Podemos fazer isso de duas maneiras simples . O primeiro é fácil de codificar, fácil de entender e razoavelmente rápido. O segundo é um pouco mais complicado, mas muito mais eficiente para esse tamanho de problema do que o primeiro método ou outras abordagens mencionadas aqui.
Método 1 : Rápido e sujo.
Para obter uma única observação da distribuição de probabilidade de cada linha, podemos simplesmente fazer o seguinte.
# Q is the cumulative distribution of each row.
Q <- t(apply(P,1,cumsum))
# Get a sample with one observation from the distribution of each row.
X <- rowSums(runif(N) > Q) + 1
Isso produz a distribuição cumulativa de cada linha de e, em seguida, coleta uma observação de cada distribuição. Observe que, se pudermos reutilizar , podemos calcular uma vez e armazená-lo para uso posterior. No entanto, a pergunta precisa de algo que funcione para um diferente a cada iteração.P Q PP PQP
Se você precisar de várias ( ) observações de cada linha, substitua a última linha pela seguinte.n
# Returns an N x n matrix
X <- replicate(n, rowSums(runif(N) > Q)+1)
Em geral, essa não é uma maneira extremamente eficiente de fazer isso, mas tira proveito das Rcapacidades de vetorização, que geralmente são o principal determinante da velocidade de execução. Também é simples de entender.

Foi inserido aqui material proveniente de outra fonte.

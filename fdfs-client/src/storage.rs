//! Storage node operations.
//!
//! A [`StorageClient`] asks its tracker which storage node to use for every
//! call and opens a fresh connection to it, or reuses a caller-supplied
//! session connection when one is attached.
//!
//! Read-only calls (download, metadata and file-info queries) are routed by a
//! fetch query; calls that change an existing file are routed by an update
//! query, which answers with the file's source node.

use crate::connection::Connection;
use crate::error::ClientError;
use crate::tracker::TrackerClient;
use crate::transfer::{BufferSource, DownloadSink, ReaderSource, UploadSource, WriterSink};
use bytes::{BufMut, BytesMut};
use fdfs_protocol::codec::{long2buff, put_fixed, trim_field};
use fdfs_protocol::command::{self, storage};
use fdfs_protocol::file_id::{decode_file_info, local_ext_name, split_file_id};
use fdfs_protocol::{
    errno, pack_header, pack_metadata, split_metadata, Charset, EmbeddedFileInfo, FileId,
    FileInfo, MetadataFlag, NameValuePair, ProtocolError, FILE_EXT_NAME_MAX_LEN,
    FILE_PREFIX_MAX_LEN, GROUP_NAME_MAX_LEN, PKG_LEN_SIZE,
};
use std::path::Path;

/// Read size when downloading into a local file.
pub const FILE_DOWNLOAD_CHUNK_SIZE: usize = 256 * 1024;

/// Read size when downloading into a [`DownloadSink`].
pub const SINK_DOWNLOAD_CHUNK_SIZE: usize = 2 * 1024;

/// Which tracker query picks the storage node.
#[derive(Debug, Clone, Copy)]
enum Route<'a> {
    Store(Option<&'a str>),
    Fetch(&'a str, &'a str),
    Update(&'a str, &'a str),
}

/// A storage connection borrowed for one call.
struct Lease {
    conn: Connection,
    store_path_index: u8,
    /// Opened for this call and closed afterwards.
    owned: bool,
}

/// Client for the storage sub-protocol.
#[derive(Debug)]
pub struct StorageClient {
    tracker: TrackerClient,
    session: Option<(Connection, u8)>,
    errno: u8,
}
//! File metadata blobs.
//!
//! Metadata travels as `name FIELD_SEP value` records joined by `RECORD_SEP`.

use crate::{FIELD_SEPARATOR, RECORD_SEPARATOR};
use serde::{Deserialize, Serialize};

/// One metadata entry.
#[derive(Debug, Clone, PartialEq, Eq, Serialize, Deserialize)]
pub struct NameValuePair {
    pub name: String,
    pub value: String,
}

impl NameValuePair {
    pub fn new(name: impl Into<String>, value: impl Into<String>) -> Self {
        Self {
            name: name.into(),
            value: value.into(),
        }
    }
}

/// How a set-metadata request combines with existing metadata.
#[derive(Debug, Clone, Copy, PartialEq, Eq, Default)]
pub enum MetadataFlag {
    /// Replace all existing entries.
    #[default]
    Overwrite,
    /// Insert missing entries and update existing ones.
    Merge,
}

impl MetadataFlag {
    pub fn as_byte(&self) -> u8 {
        match self {
            MetadataFlag::Overwrite => b'O',
            MetadataFlag::Merge => b'M',
        }
    }
}

/// Serializes entries into a metadata blob.
pub fn pack_metadata(meta_list: &[NameValuePair]) -> String {
    let mut out = String::new();
    for (i, pair) in meta_list.iter().enumerate() {
        if i > 0 {
            out.push(RECORD_SEPARATOR);
        }
        out.push_str(&pair.name);
        out.push(FIELD_SEPARATOR);
        out.push_str(&pair.value);
    }
    out
}

/// Splits a metadata blob back into entries.
///
/// A record without a field separator yields an entry with an empty value.
pub fn split_metadata(meta_buff: &str) -> Vec<NameValuePair> {
    if meta_buff.is_empty() {
        return Vec::new();
    }

    meta_buff
        .split(RECORD_SEPARATOR)
        .map(|row| match row.split_once(FIELD_SEPARATOR) {
            Some((name, value)) => NameValuePair::new(name, value),
            None => NameValuePair::new(row, ""),
        })
        .collect()
}
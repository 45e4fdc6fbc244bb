//! fdfs - Command-line client for FastDFS
//!
//! One-shot commands for uploading, downloading and inspecting files
//! through a tracker cluster.

mod commands;

use clap::{Parser, Subcommand};
use colored::Colorize;
use fdfs_client::{ClientConfig, ConfigError};
use std::path::PathBuf;
use tracing_subscriber::EnvFilter;

#[derive(Parser)]
#[command(name = "fdfs")]
#[command(about = "Command-line client for FastDFS")]
#[command(version)]
struct Cli {
    /// YAML configuration file (defaults to $FDFS_CONFIG)
    #[arg(short, long)]
    config: Option<PathBuf>,

    /// client.conf style configuration file
    #[arg(long, conflicts_with = "config")]
    ini: Option<PathBuf>,

    /// Tracker address (host:port), may be repeated
    #[arg(short, long = "tracker")]
    trackers: Vec<String>,

    /// Enable debug logging
    #[arg(short, long)]
    verbose: bool,

    #[command(subcommand)]
    command: Commands,
}

#[derive(Subcommand)]
pub enum Commands {
    /// Upload a local file
    Upload {
        /// Local file path
        path: PathBuf,

        /// Target group (tracker picks one if omitted)
        #[arg(short, long)]
        group: Option<String>,

        /// Extension to store (defaults to the local one)
        #[arg(short, long)]
        ext: Option<String>,

        /// Metadata entry, may be repeated
        #[arg(short, long, value_name = "KEY=VALUE")]
        meta: Vec<String>,
    },

    /// Upload a local file as an appender file
    UploadAppender {
        /// Local file path
        path: PathBuf,

        /// Target group (tracker picks one if omitted)
        #[arg(short, long)]
        group: Option<String>,

        /// Extension to store (defaults to the local one)
        #[arg(short, long)]
        ext: Option<String>,

        /// Metadata entry, may be repeated
        #[arg(short, long, value_name = "KEY=VALUE")]
        meta: Vec<String>,
    },

    /// Download a file
    Download {
        /// File id (group/remote_filename)
        file_id: String,

        /// Local destination path
        dest: PathBuf,

        /// Byte offset to start from
        #[arg(long, default_value = "0")]
        offset: u64,

        /// Bytes to read (0 reads to the end)
        #[arg(long, default_value = "0")]
        length: u64,
    },

    /// Delete a file
    Delete {
        /// File id (group/remote_filename)
        file_id: String,
    },

    /// Show source node, size, creation time and CRC32 of a file
    Info {
        /// File id (group/remote_filename)
        file_id: String,
    },

    /// Show the metadata of a file
    Meta {
        /// File id (group/remote_filename)
        file_id: String,
    },

    /// Set metadata on a file
    SetMeta {
        /// File id (group/remote_filename)
        file_id: String,

        /// Metadata entries
        #[arg(required = true, value_name = "KEY=VALUE")]
        pairs: Vec<String>,

        /// Merge with existing metadata instead of replacing it
        #[arg(long)]
        merge: bool,
    },

    /// List all groups
    Groups,

    /// List the storage nodes of a group
    Storages {
        /// Group name
        group: String,

        /// Only the node with this IP
        #[arg(long)]
        ip: Option<String>,
    },

    /// Generate an HTTP anti-steal token
    Token {
        /// Remote filename (without the group)
        remote_filename: String,

        /// Secret key (defaults to the configured one)
        #[arg(long)]
        secret: Option<String>,

        /// Unix timestamp (defaults to now)
        #[arg(long)]
        ts: Option<i64>,
    },

    /// Print the effective configuration
    Config,
}

#[tokio::main]
async fn main() -> Result<(), Box<dyn std::error::Error>> {
    let cli = Cli::parse();

    // Initialize logging
    let default_filter = if cli.verbose { "debug" } else { "warn" };
    tracing_subscriber::fmt()
        .with_env_filter(
            EnvFilter::try_from_default_env().unwrap_or_else(|_| EnvFilter::new(default_filter)),
        )
        .init();

    let config = match load_config(&cli) {
        Ok(config) => config,
        Err(e) => {
            eprintln!("{}: {}", "Configuration error".red(), e);
            std::process::exit(1);
        }
    };

    match commands::execute(&config, cli.command).await {
        Ok(output) => {
            println!("{}", output);
        }
        Err(e) => {
            eprintln!("{}: {}", "Error".red(), e);
            std::process::exit(1);
        }
    }

    Ok(())
}

/// Resolves configuration from --ini, --config or the environment, then
/// applies --tracker.
fn load_config(cli: &Cli) -> Result<ClientConfig, ConfigError> {
    let mut config = if let Some(path) = &cli.ini {
        ClientConfig::from_ini_file(path)?
    } else if let Some(path) = &cli.config {
        let mut config = ClientConfig::from_file(path)?;
        config.apply_env_overrides();
        config
    } else {
        ClientConfig::load()?
    };

    if !cli.trackers.is_empty() {
        config.tracker_servers = cli.trackers.clone();
    }
    tracing::debug!("Effective configuration:\n{}", config.summary());

    Ok(config)
}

Método 2 : concatenando os cdfs.
Suponha que tivéssemos uma função que pegou dois vetores, o segundo dos quais foi classificado em ordem monotônica não decrescente e encontrou o índice no segundo vetor do maior limite inferior de cada elemento no primeiro. Então, poderíamos usar esta função e um truque liso: Basta criar a soma cumulativa dos cdfs de todas as linhas. Isso fornece um vetor monotonicamente crescente com elementos no intervalo .[0,N]
Aqui está o código.
i <- 0:(N-1)
# Cumulative function of the cdfs of each row of P.
Q <- cumsum(t(P))
# Find the interval and then back adjust
findInterval(runif(N)+i, Q)-i*K+1
Observe o que a última linha faz, ela cria variáveis aleatórias distribuídas em e depois chama para encontrar o índice do maior limite inferior de cada entrada . Assim, esta diz-nos que o primeiro elemento de vai ser encontrado entre o índice de um e o índice , a segunda vai ser encontrado entre o índice e , etc, cada um de acordo com a distribuição da linha correspondente de . Então, precisamos voltar a transformar para obter cada um dos índices de volta no intervalo .K K + 1 2 K P { 1 , … , K }(0,1),(1,2),…,(N−1,N)findIntervalrunif(N)+iKK+12KP{1,…,K}
Por findIntervalser rápido, tanto em termos de algoritmo quanto de implementação, esse método acaba sendo extremamente eficiente.
Uma referência
No meu laptop antigo (MacBook Pro, 2,66 GHz, 8GB RAM), tentei isso com e e gerando 5000 amostras do tamanho , exatamente como sugerido na pergunta atualizada, para um total de 50 milhões de variáveis aleatórias .K = 100 NN=10000K=100N
O código do método 1 levou quase exatamente 15 minutos para ser executado, ou cerca de 55K variáveis aleatórias por segundo. O código do método 2 levou cerca de quatro minutos e meio para ser executado, ou cerca de 183 mil variáveis aleatórias por segundo.
Aqui está o código para a reprodutibilidade. (Observe que, conforme indicado em um comentário, é recalculado para cada uma das 5000 iterações para simular a situação do OP.)Q
# Benchmark code
N <- 10000
K <- 100
set.seed(17)
P <- matrix(runif(N*K),N,K)
P <- P / rowSums(P)
method.one <- function(P)
{
Q <- t(apply(P,1,cumsum))
X <- rowSums(runif(nrow(P)) > Q) + 1
}
method.two <- function(P)
{
n <- nrow(P)
i <- 0:(n-1)
Q <- cumsum(t(P))
findInterval(runif(n)+i, Q)-i*ncol(P)+1
}
Aqui está a saída.
# Method 1: Timing
> system.time(replicate(5e3, method.one(P)))
user system elapsed
691.693 195.812 899.246
# Method 2: Timing
> system.time(replicate(5e3, method.two(P)))
user system elapsed
182.325 82.430 273.021
Postscript : Observando o código findInterval, podemos ver que ele faz algumas verificações na entrada para ver se há NAentradas ou se o segundo argumento não está classificado. Portanto, se quiséssemos extrair mais desempenho disso, poderíamos criar nossa própria versão modificada, findIntervalque remove essas verificações que são desnecessárias no nosso caso.